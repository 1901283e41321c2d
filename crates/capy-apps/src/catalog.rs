//! App Catalog implementation.
//!
//! The catalog owns the deduplicated, ordered list of app records and the
//! user's folders. Folder membership lives only on the record (`folder`);
//! a folder's member list is derived from it, ordered by join sequence.

use crate::sources::{AppSource, DiscoveredApp, SourceKind};
use feruca::Collator;
use log::{debug, info};
use std::cell::RefCell;
use std::cmp::Ordering;
use std::collections::HashSet;
use std::time::{SystemTime, UNIX_EPOCH};

/// Folder identifier, e.g. "folder_1718000000000000".
pub type FolderId = String;

pub const DEFAULT_FOLDER_NAME: &str = "New Folder";
pub const DEFAULT_FOLDER_ICON: &str = "folder";

/// One launchable application. Identity is the display name.
#[derive(Clone, Debug, PartialEq)]
pub struct AppRecord {
    pub name: String,
    pub command: String,
    pub icon: Option<String>,
    pub source: SourceKind,
    pub(crate) hidden: bool,
    pub(crate) folder: Option<FolderId>,
    pub(crate) position: Option<usize>,
    /// Order in which the app joined its folder.
    folder_seq: u64,
}

impl AppRecord {
    pub fn is_hidden(&self) -> bool {
        self.hidden
    }

    pub fn folder(&self) -> Option<&str> {
        self.folder.as_deref()
    }

    pub fn position(&self) -> Option<usize> {
        self.position
    }

    /// Shown on the root grid: neither hidden nor tucked into a folder.
    pub fn is_root_visible(&self) -> bool {
        !self.hidden && self.folder.is_none()
    }
}

impl From<DiscoveredApp> for AppRecord {
    fn from(app: DiscoveredApp) -> Self {
        Self {
            name: app.name,
            command: app.command,
            icon: app.icon,
            source: app.source,
            hidden: false,
            folder: None,
            position: None,
            folder_seq: 0,
        }
    }
}

/// A user-created group of apps.
#[derive(Clone, Debug, PartialEq)]
pub struct Folder {
    pub id: FolderId,
    pub name: String,
    pub icon: String,
    pub is_open: bool,
}

thread_local! {
    static COLLATOR: RefCell<Collator> = RefCell::new(Collator::default());
}

/// Name ordering by the Unicode Collation Algorithm (CLDR root), raw string
/// as tie-breaker so the order is total.
pub fn collate(a: &str, b: &str) -> Ordering {
    COLLATOR
        .with(|collator| collator.borrow_mut().collate(a, b))
        .then_with(|| a.cmp(b))
}

/// Explicit positions first (ascending), then unpositioned apps by name.
fn compare_by_position(a: &AppRecord, b: &AppRecord) -> Ordering {
    match (a.position, b.position) {
        (Some(pa), Some(pb)) => pa.cmp(&pb),
        (Some(_), None) => Ordering::Less,
        (None, Some(_)) => Ordering::Greater,
        (None, None) => collate(&a.name, &b.name),
    }
}

/// The main application catalog.
#[derive(Clone, Debug, Default)]
pub struct Catalog {
    apps: Vec<AppRecord>,
    folders: Vec<Folder>,
    next_seq: u64,
    last_folder_stamp: u128,
}

impl Catalog {
    /// Create a new empty catalog.
    pub fn new() -> Self {
        Self::default()
    }

    /// Scan every source in order and build a fresh catalog.
    pub fn rebuild(sources: &[Box<dyn AppSource>]) -> Self {
        info!("Scanning app catalog...");

        let mut discovered: Vec<DiscoveredApp> = Vec::new();
        for source in sources {
            let apps = source.discover();
            debug!("{} source yielded {} apps", source.kind(), apps.len());
            discovered.extend(apps);
        }
        let catalog = Self::from_discovered(discovered);

        info!("App catalog scan complete: {} apps", catalog.apps.len());
        catalog
    }

    /// Deduplicate by exact name (first seen wins) and sort by name.
    pub fn from_discovered(discovered: Vec<DiscoveredApp>) -> Self {
        let mut seen = HashSet::new();
        let mut apps = Vec::with_capacity(discovered.len());

        for app in discovered {
            if !seen.insert(app.name.clone()) {
                debug!("Dropping duplicate '{}' from {} source", app.name, app.source);
                continue;
            }
            apps.push(AppRecord::from(app));
        }

        apps.sort_by(|a, b| collate(&a.name, &b.name));

        Self {
            apps,
            ..Self::default()
        }
    }

    pub fn apps(&self) -> &[AppRecord] {
        &self.apps
    }

    pub fn folders(&self) -> &[Folder] {
        &self.folders
    }

    pub fn app(&self, name: &str) -> Option<&AppRecord> {
        self.apps.iter().find(|app| app.name == name)
    }

    fn app_mut(&mut self, name: &str) -> Option<&mut AppRecord> {
        self.apps.iter_mut().find(|app| app.name == name)
    }

    pub fn find_folder(&self, id: &str) -> Option<&Folder> {
        self.folders.iter().find(|folder| folder.id == id)
    }

    pub(crate) fn find_folder_mut(&mut self, id: &str) -> Option<&mut Folder> {
        self.folders.iter_mut().find(|folder| folder.id == id)
    }

    /// Create an empty folder with a fresh, session-unique id.
    pub fn create_folder(&mut self, name: &str) -> FolderId {
        let now = SystemTime::now()
            .duration_since(UNIX_EPOCH)
            .map(|d| d.as_micros())
            .unwrap_or_default();
        let mut stamp = now.max(self.last_folder_stamp + 1);
        while self.find_folder(&format!("folder_{}", stamp)).is_some() {
            stamp += 1;
        }
        self.last_folder_stamp = stamp;

        let id = format!("folder_{}", stamp);
        self.folders.push(Folder {
            id: id.clone(),
            name: name.to_string(),
            icon: DEFAULT_FOLDER_ICON.to_string(),
            is_open: false,
        });
        info!("Created folder '{}' ({})", name, id);
        id
    }

    /// Register a folder that already has an id (restored from disk).
    /// Returns false if the id is taken.
    pub(crate) fn insert_folder(&mut self, folder: Folder) -> bool {
        if self.find_folder(&folder.id).is_some() {
            return false;
        }
        self.folders.push(folder);
        true
    }

    /// Move an app into a folder, leaving any folder it was in before.
    pub fn add_to_folder(&mut self, app: &str, folder_id: &str) -> bool {
        if self.find_folder(folder_id).is_none() {
            return false;
        }

        let seq = self.next_seq;
        let Some(record) = self.app_mut(app) else {
            return false;
        };

        record.folder = Some(folder_id.to_string());
        record.folder_seq = seq;
        self.next_seq += 1;
        true
    }

    /// Take an app out of its folder. Returns false if it wasn't in one.
    pub fn remove_from_folder(&mut self, app: &str) -> bool {
        match self.app_mut(app) {
            Some(record) if record.folder.is_some() => {
                record.folder = None;
                record.folder_seq = 0;
                true
            }
            _ => false,
        }
    }

    /// Members of a folder in the order they were dropped in.
    pub fn folder_members(&self, folder_id: &str) -> Vec<&AppRecord> {
        let mut members: Vec<&AppRecord> = self
            .apps
            .iter()
            .filter(|app| app.folder.as_deref() == Some(folder_id))
            .collect();
        members.sort_by_key(|app| app.folder_seq);
        members
    }

    /// Persist the current order: every app's position becomes its index.
    pub fn recalculate_positions(&mut self) {
        for (index, app) in self.apps.iter_mut().enumerate() {
            app.position = Some(index);
        }
    }

    /// Remove an app from the primary sequence and reinsert it at `index`
    /// (clamped to the end of the list).
    pub fn move_app(&mut self, app: &str, index: usize) -> bool {
        let Some(from) = self.apps.iter().position(|record| record.name == app) else {
            return false;
        };

        let record = self.apps.remove(from);
        let to = index.min(self.apps.len());
        self.apps.insert(to, record);
        true
    }

    pub fn hide(&mut self, app: &str) -> bool {
        self.set_hidden(app, true)
    }

    pub fn show(&mut self, app: &str) -> bool {
        self.set_hidden(app, false)
    }

    pub(crate) fn set_hidden(&mut self, app: &str, hidden: bool) -> bool {
        match self.app_mut(app) {
            Some(record) => {
                record.hidden = hidden;
                true
            }
            None => false,
        }
    }

    pub(crate) fn set_position(&mut self, app: &str, position: Option<usize>) -> bool {
        match self.app_mut(app) {
            Some(record) => {
                record.position = position;
                true
            }
            None => false,
        }
    }

    /// Order by explicit position, falling back to name for unpositioned apps.
    pub fn sort_by_position(&mut self) {
        self.apps.sort_by(compare_by_position);
    }

    /// Reset folder join order to follow catalog order.
    pub(crate) fn renumber_folder_members(&mut self) {
        let mut seq = 0;
        for app in self.apps.iter_mut().filter(|app| app.folder.is_some()) {
            app.folder_seq = seq;
            seq += 1;
        }
        self.next_seq = seq;
    }

    /// Delete folders that have no members. Returns how many went away.
    pub fn remove_empty_folders(&mut self) -> usize {
        let before = self.folders.len();
        let apps = &self.apps;
        self.folders
            .retain(|folder| apps.iter().any(|app| app.folder.as_deref() == Some(folder.id.as_str())));
        before - self.folders.len()
    }

    pub(crate) fn set_folder_open(&mut self, folder_id: &str, open: bool) {
        for folder in &mut self.folders {
            folder.is_open = open && folder.id == folder_id;
        }
    }

    pub(crate) fn close_all_folders(&mut self) {
        for folder in &mut self.folders {
            folder.is_open = false;
        }
    }
}

#[cfg(test)]
mod tests {
    use super::*;
    use crate::testing::{StaticSource, discovered};

    fn catalog_of(names: &[&str]) -> Catalog {
        Catalog::from_discovered(names.iter().map(|n| discovered(n, SourceKind::Native)).collect())
    }

    fn names(catalog: &Catalog) -> Vec<&str> {
        catalog.apps().iter().map(|a| a.name.as_str()).collect()
    }

    fn assert_folder_invariant(catalog: &Catalog) {
        for app in catalog.apps() {
            if let Some(id) = app.folder() {
                assert!(catalog.find_folder(id).is_some(), "{} points at missing folder", app.name);
            }
        }
        for folder in catalog.folders() {
            for member in catalog.folder_members(&folder.id) {
                assert_eq!(member.folder(), Some(folder.id.as_str()));
            }
        }
    }

    #[test]
    fn test_rebuild_dedups_first_source_wins() {
        let sources: Vec<Box<dyn AppSource>> = vec![
            Box::new(StaticSource::new(SourceKind::Native, &["Firefox", "GIMP"])),
            Box::new(StaticSource::new(SourceKind::Flatpak, &["Firefox", "Calculator"])),
        ];

        let catalog = Catalog::rebuild(&sources);

        assert_eq!(names(&catalog), vec!["Calculator", "Firefox", "GIMP"]);
        assert_eq!(catalog.app("Firefox").unwrap().source, SourceKind::Native);
    }

    #[test]
    fn test_collation_ignores_case() {
        let catalog = catalog_of(&["zsh", "Alacritty", "btop", "Blender"]);
        assert_eq!(names(&catalog), vec!["Alacritty", "Blender", "btop", "zsh"]);
    }

    #[test]
    fn test_collation_places_accented_names_with_their_base_letter() {
        let catalog = catalog_of(&["Zed", "Émulateur", "Editor", "Ångström", "Bottles"]);
        assert_eq!(
            names(&catalog),
            vec!["Ångström", "Bottles", "Editor", "Émulateur", "Zed"]
        );
    }

    #[test]
    fn test_add_to_folder_moves_between_folders() {
        let mut catalog = catalog_of(&["Firefox", "GIMP", "Inkscape"]);
        let graphics = catalog.create_folder("Graphics");
        let web = catalog.create_folder("Web");
        assert_ne!(graphics, web);

        assert!(catalog.add_to_folder("Inkscape", &graphics));
        assert!(catalog.add_to_folder("GIMP", &graphics));
        assert!(catalog.add_to_folder("GIMP", &web));
        assert_folder_invariant(&catalog);

        let graphics_members: Vec<_> = catalog
            .folder_members(&graphics)
            .iter()
            .map(|a| a.name.clone())
            .collect();
        assert_eq!(graphics_members, vec!["Inkscape"]);
        assert_eq!(catalog.folder_members(&web).len(), 1);
    }

    #[test]
    fn test_members_keep_drop_order() {
        let mut catalog = catalog_of(&["Alpha", "Beta", "Gamma"]);
        let id = catalog.create_folder("Mixed");
        catalog.add_to_folder("Gamma", &id);
        catalog.add_to_folder("Alpha", &id);
        catalog.add_to_folder("Beta", &id);

        let members: Vec<_> = catalog
            .folder_members(&id)
            .into_iter()
            .map(|a| a.name.as_str())
            .collect();
        assert_eq!(members, vec!["Gamma", "Alpha", "Beta"]);
    }

    #[test]
    fn test_add_to_unknown_folder_is_noop() {
        let mut catalog = catalog_of(&["Firefox"]);
        assert!(!catalog.add_to_folder("Firefox", "folder_missing"));
        assert!(!catalog.add_to_folder("Nope", "folder_missing"));
        assert_eq!(catalog.app("Firefox").unwrap().folder(), None);
    }

    #[test]
    fn test_remove_from_folder() {
        let mut catalog = catalog_of(&["Firefox", "GIMP"]);
        let id = catalog.create_folder("Stuff");
        catalog.add_to_folder("Firefox", &id);

        assert!(catalog.remove_from_folder("Firefox"));
        assert!(!catalog.remove_from_folder("Firefox"));
        assert!(catalog.folder_members(&id).is_empty());
        assert!(catalog.app("Firefox").unwrap().is_root_visible());
        assert_folder_invariant(&catalog);
    }

    #[test]
    fn test_move_and_recalculate_positions() {
        let mut catalog = catalog_of(&["A", "B", "C", "D"]);
        assert!(catalog.move_app("D", 1));
        assert!(catalog.move_app("A", 99));
        catalog.recalculate_positions();

        assert_eq!(names(&catalog), vec!["D", "B", "C", "A"]);
        let positions: Vec<_> = catalog.apps().iter().map(|a| a.position()).collect();
        assert_eq!(positions, vec![Some(0), Some(1), Some(2), Some(3)]);
    }

    #[test]
    fn test_sort_by_position() {
        let mut catalog = catalog_of(&["Alpha", "Beta", "Gamma", "Delta"]);
        catalog.set_position("Gamma", Some(0));
        catalog.set_position("Beta", Some(1));
        catalog.sort_by_position();

        assert_eq!(names(&catalog), vec!["Gamma", "Beta", "Alpha", "Delta"]);
    }

    #[test]
    fn test_remove_empty_folders() {
        let mut catalog = catalog_of(&["Firefox", "GIMP"]);
        let kept = catalog.create_folder("Kept");
        let emptied = catalog.create_folder("Emptied");
        catalog.add_to_folder("GIMP", &emptied);
        catalog.add_to_folder("GIMP", &kept);

        assert_eq!(catalog.remove_empty_folders(), 1);
        assert!(catalog.find_folder(&emptied).is_none());
        assert!(catalog.find_folder(&kept).is_some());
        assert_folder_invariant(&catalog);
    }

    #[test]
    fn test_hide_and_show() {
        let mut catalog = catalog_of(&["Firefox"]);
        assert!(catalog.hide("Firefox"));
        assert!(catalog.app("Firefox").unwrap().is_hidden());
        assert_eq!(catalog.apps().len(), 1);
        assert!(catalog.show("Firefox"));
        assert!(!catalog.app("Firefox").unwrap().is_hidden());
        assert!(!catalog.hide("Missing"));
    }
}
----
_Your instructions_
Transcribe only, please, the lines from the first line of the records through the line with "user's folders. Folder". Both of those lines are included.

_Expected output_
repository 1901283e41321c2d
filename crates/capy-apps/src/catalog.rs
//! App Catalog implementation.
//!
//! The catalog owns the deduplicated, ordered list of app records and the
//! user's folders. Folder membership lives only on the record (`folder`);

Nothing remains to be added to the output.